The clear faceplate has a wire grid attached to the inside and is
connected to the positive terminal of the accelerating voltage. It
collects all of the otherwise unused electrons.
 
J

John Larkin

Jan 1, 1970
0
The Farnsworth image dissector that I have (1948 vintage) requires
that a long focal length lens focuses its image on the photocathode at
the
REAR end of the tube. The electron multiplier structure is near the
front and offset to one side, but it DOES obstruct part of the image.
The clear faceplate has a wire grid attached to the inside and is
connected to the positive terminal of the accelerating voltage. It
collects all of the otherwise unused electrons.


Oh, I hadn't seen that one... interesting. I guess the obstruction is
out of focus enough that it doesn't cause a big problem.

John
 
M

Mike

Jan 1, 1970
0
In Portland, Powell's is worth an extra day.

John

I've shopped at Powell's (on-line, not in person). Bought my copy of
"Noise," by Van Der Ziel there. In Cleveland, there's Zubal books. I
haven't been there in person, but they claim to have 5 million volumes.

-- Mike --
 
T

Tom Del Rosso

Jan 1, 1970
0
It was a pyrrhic victory, though, commercial television was put on
hold during WWII and, as the war ended, the patents were running out.

But did he get back royalties?
 
C

Clifton T. Sharp Jr.

Jan 1, 1970
0
Asimov said:
I thought it was the Russian born Vladimir Kosma Zworykin who developed
the first working camera and picture tube at Westinghouse or was it RCA?

From <http://park.org/Pavilions/WorldExpositions/PhiloFarnsworth/part6.html>:

"The competition began intensifying early in 1934, when RCA began
demonstrating their own new electronic television system which Zworykin
succeeded in producing three years after his visit to Farnsworth's lab.

"RCA's praise of Zworykin's contribution was extensive, although parts
of his camera device can be traced to work done in Europe by Kalman
Tihanyi, J.D. McGee and others.
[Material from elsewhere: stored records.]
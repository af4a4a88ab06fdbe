// src/graph.rs
//! The bipartite source/tag association graph.

use petgraph::algo::is_cyclic_directed;
use petgraph::graph::{DiGraph, NodeIndex};
use std::collections::HashMap;

use crate::source::Source;

/// Which side of the bipartite graph a vertex belongs to. The renderer
/// styles the two kinds differently.
#[derive(Debug, Clone, Copy, PartialEq, Eq, Hash)]
pub enum VertexKind {
    Source,
    Tag,
}

#[derive(Debug, Clone)]
pub struct Vertex {
    pub label: String,
    pub kind: VertexKind,
}

/// Directed graph with source vertices on one side, tag vertices on the
/// other, and edges only from sources to tags. Vertex identity is
/// (kind, label): sources are keyed by name, tags by tag name, so two
/// sources sharing a tag fan in to a single tag vertex while a source
/// that happens to share its name with a tag stays a distinct vertex.
#[derive(Debug, Default)]
pub struct TagGraph {
    inner: DiGraph<Vertex, ()>,
    indices: HashMap<(VertexKind, String), NodeIndex>,
}

impl TagGraph {
    #[must_use]
    pub fn new() -> Self {
        Self::default()
    }

    /// Builds the association graph for the given sources. Insertion is
    /// idempotent at both the vertex and edge level, so repeated tags
    /// (or repeated sources) never produce duplicates.
    #[must_use]
    pub fn build<'a, I>(sources: I) -> Self
    where
        I: IntoIterator<Item = &'a Source>,
    {
        let mut graph = Self::new();
        for source in sources {
            let from = graph.add_vertex(VertexKind::Source, &source.name);
            for tag in &source.tags {
                let to = graph.add_vertex(VertexKind::Tag, &tag.name);
                graph.add_edge(from, to);
            }
        }
        // Edges only run source -> tag, so a cycle is impossible unless
        // construction above is broken.
        debug_assert!(!is_cyclic_directed(&graph.inner));
        graph
    }

    /// Adds a vertex if (kind, label) is not already present and returns
    /// its index either way.
    fn add_vertex(&mut self, kind: VertexKind, label: &str) -> NodeIndex {
        if let Some(&idx) = self.indices.get(&(kind, label.to_string())) {
            return idx;
        }
        let idx = self.inner.add_node(Vertex {
            label: label.to_string(),
            kind,
        });
        self.indices.insert((kind, label.to_string()), idx);
        idx
    }

    /// Adds the edge unless it already exists.
    fn add_edge(&mut self, from: NodeIndex, to: NodeIndex) {
        self.inner.update_edge(from, to, ());
    }

    #[must_use]
    pub fn inner(&self) -> &DiGraph<Vertex, ()> {
        &self.inner
    }

    #[must_use]
    pub fn vertex_count(&self) -> usize {
        self.inner.node_count()
    }

    #[must_use]
    pub fn edge_count(&self) -> usize {
        self.inner.edge_count()
    }

    #[must_use]
    pub fn contains(&self, kind: VertexKind, label: &str) -> bool {
        self.indices.contains_key(&(kind, label.to_string()))
    }

    /// Number of edges pointing at the given vertex.
    #[must_use]
    pub fn in_degree(&self, kind: VertexKind, label: &str) -> usize {
        self.indices
            .get(&(kind, label.to_string()))
            .map_or(0, |&idx| {
                self.inner
                    .neighbors_directed(idx, petgraph::Direction::Incoming)
                    .count()
            })
    }

    /// Number of edges leaving the given vertex.
    #[must_use]
    pub fn out_degree(&self, kind: VertexKind, label: &str) -> usize {
        self.indices
            .get(&(kind, label.to_string()))
            .map_or(0, |&idx| {
                self.inner
                    .neighbors_directed(idx, petgraph::Direction::Outgoing)
                    .count()
            })
    }

    #[must_use]
    pub fn is_acyclic(&self) -> bool {
        !is_cyclic_directed(&self.inner)
    }

    /// All edges as (source label, tag label) pairs, sorted.
    #[must_use]
    pub fn edges(&self) -> Vec<(String, String)> {
        let mut edges: Vec<(String, String)> = self
            .inner
            .edge_indices()
            .filter_map(|e| self.inner.edge_endpoints(e))
            .map(|(a, b)| (self.inner[a].label.clone(), self.inner[b].label.clone()))
            .collect();
        edges.sort();
        edges
    }
}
RCA went on to claim that this new
camera tube, dubbed the ''Iconoscope" was essentially the same device
that Zworykin tried to patent in 1923. RCA stood by this assertion
despite the fact that Zworykin worked with spinning discs and mirrors
all through the late 20's--right up until the time he visited 202 Green
Street."


All indications I've seen suggest that Zworykin "invented" television
by visiting Farnsworth's labs and finding out how Farnsworth's equipment
worked. He had a general idea of the general concept before that, but
nothing practical for implementation. Others before him had as much.
What Zworykin had that they didn't was David Sarnoff and RCA, who wanted
more than anything to own the patents that would control television.